For those of us who observe the church calendar, we know that Advent is upon us. Advent – the time of longing for the second coming of our Lord Jesus Christ, knowing that his historic first coming is redemption, victory and promise: He came once; He will come again. Advent is eschatological. It points to the future. It’s lament (He’s left us) and it’s hope (He’s coming back again). Hope is the theme in the first week of Advent.
And the first reading in the lectionary for the first Sunday in Advent doubles down on this hope in Isaiah 2:1-5. Isaiah writes:
1 This is what Isaiah son of Amoz saw concerning Judah and Jerusalem:
2 In the last days the mountain of the Lord’s temple will be established as the highest of the mountains; it will be exalted above the hills, and all nations will stream to it.
3 Many peoples will come and say,“Come, let us go up to the mountain of the Lord, to the temple of the God of Jacob. He will teach us his ways, so that we may walk in his paths.” The law will go out from Zion, the word of the Lord from Jerusalem.
4 He will judge between the nations and will settle disputes for many peoples. They will beat their swords into plowshares and their spears into pruning hooks. Nation will not take up sword against nation, nor will they train for war anymore.

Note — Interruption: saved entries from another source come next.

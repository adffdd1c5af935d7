//! Core data model: credential bundles, call requests and call results.

use std::{fmt, str::FromStr};

use serde::{Deserialize, Serialize};
use serde_json::{Map, Value};
use zeroize::Zeroize;

use crate::error::{GatewayError, Result};

/// Parameter mapping carried by a signed call.
pub type Params = Map<String, Value>;

/// Canonical form of a tenant identifier. Surrounding whitespace is not significant.
#[must_use]
pub fn normalize_tenant_id(tenant_id: &str) -> &str {
    tenant_id.trim()
}

/// Response code reported for successful calls.
pub const SUCCESS_CODE: &str = "00000";

/// Provider environment a tenant's credentials belong to.
#[derive(Debug, Clone, Copy, Default, PartialEq, Eq, Hash, Serialize, Deserialize)]
#[serde(rename_all = "lowercase")]
pub enum Environment {
    /// Provider sandbox.
    #[default]
    Test,
    /// Live provider environment.
    Production,
}

impl Environment {
    /// Returns the wire name of this environment.
    #[must_use]
    pub const fn as_str(&self) -> &'static str {
        match self {
            Self::Test => "test",
            Self::Production => "production",
        }
    }
}

impl fmt::Display for Environment {
    fn fmt(&self, f: &mut fmt::Formatter<'_>) -> fmt::Result {
        f.write_str(self.as_str())
    }
}

impl FromStr for Environment {
    type Err = GatewayError;

    fn from_str(s: &str) -> Result<Self> {
        match s.trim().to_ascii_lowercase().as_str() {
            "" | "test" => Ok(Self::Test),
            "production" => Ok(Self::Production),
            other => Err(GatewayError::Validation(format!(
                "unknown environment '{other}', expected 'test' or 'production'"
            ))),
        }
    }
}

/// Private key material as supplied by the operator.
///
/// The content is wiped from memory on drop and never printed by `Debug`.
pub struct PrivateKeyMaterial(String);

impl PrivateKeyMaterial {
    /// Wraps raw key material (PEM, or bare base64 without armor).
    #[must_use]
    pub fn new(material: impl Into<String>) -> Self {
        Self(material.into())
    }

    /// Returns true if no key material was supplied.
    #[must_use]
    pub fn is_empty(&self) -> bool {
        self.0.trim().is_empty()
    }

    pub(crate) fn expose(&self) -> &str {
        &self.0
    }
}

impl fmt::Debug for PrivateKeyMaterial {
    fn fmt(&self, f: &mut fmt::Formatter<'_>) -> fmt::Result {
        f.write_str("PrivateKeyMaterial([REDACTED])")
    }
}

impl Drop for PrivateKeyMaterial {
    fn drop(&mut self) {
        self.0.zeroize();
    }
}

/// A tenant's provider credentials.
///
/// Immutable once constructed. Replacing a tenant's credentials means
/// registering a new bundle, which replaces the whole registry entry.
#[derive(Debug)]
pub struct CredentialBundle {
    tenant_id: String,
    product_id: String,
    private_key: PrivateKeyMaterial,
    environment: Environment,
}

impl CredentialBundle {
    /// Creates a bundle, validating the identifiers.
    ///
    /// # Errors
    ///
    /// Returns [`GatewayError::Validation`] if the tenant or product identifier is
    /// blank, or [`GatewayError::Key`] if no key material was supplied.
    ///
    /// # Examples
    ///
    /// ```
    /// use huifu_gateway::model::{CredentialBundle, Environment, PrivateKeyMaterial};
    ///
    /// let bundle = CredentialBundle::new(
    ///     "6666000000000001",
    ///     "PAYUN",
    ///     PrivateKeyMaterial::new("MIIEow..."),
    ///     Environment::Test,
    /// )
    /// .unwrap();
    /// assert_eq!(bundle.tenant_id(), "6666000000000001");
    /// ```
    pub fn new(
        tenant_id: impl Into<String>,
        product_id: impl Into<String>,
        private_key: PrivateKeyMaterial,
        environment: Environment,
    ) -> Result<Self> {
        let tenant_id: String = tenant_id.into();
        let tenant_id = normalize_tenant_id(&tenant_id).to_owned();
        let product_id = product_id.into().trim().to_owned();
        if tenant_id.is_empty() {
            return Err(GatewayError::Validation("sys_id is required".to_owned()));
        }
        if product_id.is_empty() {
            return Err(GatewayError::Validation("product_id is required".to_owned()));
        }
        if private_key.is_empty() {
            return Err(GatewayError::Key("rsa_private_key is empty".to_owned()));
        }
        Ok(Self { tenant_id, product_id, private_key, environment })
    }

    /// Tenant identifier (the provider system id).
    #[must_use]
    pub fn tenant_id(&self) -> &str {
        &self.tenant_id
    }

    /// Provider product identifier.
    #[must_use]
    pub fn product_id(&self) -> &str {
        &self.product_id
    }

    /// Environment the credentials target.
    #[must_use]
    pub const fn environment(&self) -> Environment {
        self.environment
    }

    pub(crate) const fn private_key(&self) -> &PrivateKeyMaterial {
        &self.private_key
    }
}

/// A single signed call: an endpoint plus its parameter mapping.
#[derive(Debug, Clone, PartialEq)]
pub struct CallRequest {
    /// Provider endpoint path, e.g. `/v2/merchant/busi/config`.
    pub endpoint: String,
    /// Call parameters.
    pub params: Params,
}

/// Result of a signed call, returned verbatim to outer layers.
#[derive(Debug, Clone, PartialEq, Serialize, Deserialize)]
pub struct CallResult {
    /// Provider response code.
    #[serde(rename = "resp_code")]
    pub response_code: String,
    /// Human-readable response description.
    #[serde(rename = "resp_desc")]
    pub response_description: String,
    /// Response payload.
    #[serde(rename = "data")]
    pub payload: Params,
}

impl CallResult {
    /// Builds a successful result around `payload`.
    #[must_use]
    pub fn success(payload: Params) -> Self {
        Self {
            response_code: SUCCESS_CODE.to_owned(),
            response_description: "success".to_owned(),
            payload,
        }
    }

    /// Returns true if the provider reported success.
    ///
    /// The provider uses both the short and the eight-digit form of the zero code.
    #[must_use]
    pub fn is_success(&self) -> bool {
        !self.response_code.is_empty() && self.response_code.bytes().all(|b| b == b'0')
    }
}

/// Which backend implementation serves a tenant.
#[derive(Debug, Clone, Copy, PartialEq, Eq, Hash, Serialize, Deserialize)]
#[serde(rename_all = "lowercase")]
pub enum BackendKind {
    /// Local simulation; never touches the network.
    Simulated,
    /// Real remote provider session.
    Provider,
}

impl BackendKind {
    /// Returns the wire name of this backend.
    #[must_use]
    pub const fn as_str(&self) -> &'static str {
        match self {
            Self::Simulated => "simulated",
            Self::Provider => "provider",
        }
    }
}

impl fmt::Display for BackendKind {
    fn fmt(&self, f: &mut fmt::Formatter<'_>) -> fmt::Result {
        f.write_str(self.as_str())
    }
}

#[cfg(test)]
mod tests {
    use super::*;

    #[test]
    fn test_environment_from_str() {
        assert_eq!("test".parse::<Environment>().unwrap(), Environment::Test);
        assert_eq!("".parse::<Environment>().unwrap(), Environment::Test);
        assert_eq!(" Production ".parse::<Environment>().unwrap(), Environment::Production);
        assert!(matches!("staging".parse::<Environment>(), Err(GatewayError::Validation(_))));
    }

    #[test]
    fn test_environment_serde() {
        let json = serde_json::to_string(&Environment::Production).unwrap();
        assert_eq!(json, "\"production\"");
        let env: Environment = serde_json::from_str("\"test\"").unwrap();
        assert_eq!(env, Environment::Test);
    }

    #[test]
    fn test_private_key_debug_is_redacted() {
        let key = PrivateKeyMaterial::new("super-secret-key");
        let debug = format!("{key:?}");
        assert!(!debug.contains("super-secret-key"));
        assert!(debug.contains("REDACTED"));
    }

    #[test]
    fn test_bundle_debug_hides_key() {
        let bundle = CredentialBundle::new(
            "sys-1",
            "PAYUN",
            PrivateKeyMaterial::new("MIIE-secret"),
            Environment::Test,
        )
        .unwrap();
        assert!(!format!("{bundle:?}").contains("MIIE-secret"));
    }

    #[test]
    fn test_bundle_rejects_blank_fields() {
        let key = || PrivateKeyMaterial::new("k");
        let err = CredentialBundle::new(" ", "PAYUN", key(), Environment::Test).unwrap_err();
        assert!(matches!(err, GatewayError::Validation(_)));

        let err = CredentialBundle::new("sys-1", "", key(), Environment::Test).unwrap_err();
        assert!(matches!(err, GatewayError::Validation(_)));

        let blank = PrivateKeyMaterial::new("\n");
        let err = CredentialBundle::new("sys-1", "PAYUN", blank, Environment::Test).unwrap_err();
        assert!(matches!(err, GatewayError::Key(_)));
    }

    #[test]
    fn test_call_result_wire_names() {
        let mut payload = Params::new();
        payload.insert("huifu_id".to_owned(), Value::from("X"));
        let result = CallResult::success(payload);

        let json = serde_json::to_value(&result).unwrap();
        assert_eq!(json["resp_code"], "00000");
        assert_eq!(json["data"]["huifu_id"], "X");
        assert!(result.is_success());
    }

    #[test]
    fn test_call_result_success_codes() {
        let mut result = CallResult::success(Params::new());
        result.response_code = "00000000".to_owned();
        assert!(result.is_success());
        result.response_code = "10000".to_owned();
        assert!(!result.is_success());
        result.response_code = String::new();
        assert!(!result.is_success());
    }
}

5 Come, descendants of Jacob, let us walk in the light of the Lord. (Isaiah 2:1-5, NIV).
Here is Isaiah telling us that hope is solid; it has form and shape; it’s even eternal. It’s a mountain! It’s THE mountain of the Lord, the “highest” or most prominent of mountains; our bright and vivid hope. It’s the ‘Reverse Eden,’ as some scholars call it, where streams of “many peoples” come into his presence, a reverse of the flow of the rivers going out of Eden to water the earth.
Indeed, mountains are a good metaphor for Christian hope. Just as nothing can move a mountain, so nothing can thwart the return of our King. Our hope is not wishful thinking. Just as mountains are durable and will outlast us, our hope is an eternal hope. And just as mountains provide 60-80% of all freshwater for the earth, hope is water to our souls. We can’t live without water. We cannot live without hope.
Advent – the time of longing for the second coming of our Lord Jesus Christ, knowing that his historic first coming is redemption, victory and promise: He came once; He will come again. (1/2) Click To Tweet
If hope is a mountain, what does Isaiah tell us about that mountain? How does it relate to hope?
Two lessons from Isaiah on mountains call for careful consideration:
- The mountain is where we learn to be human.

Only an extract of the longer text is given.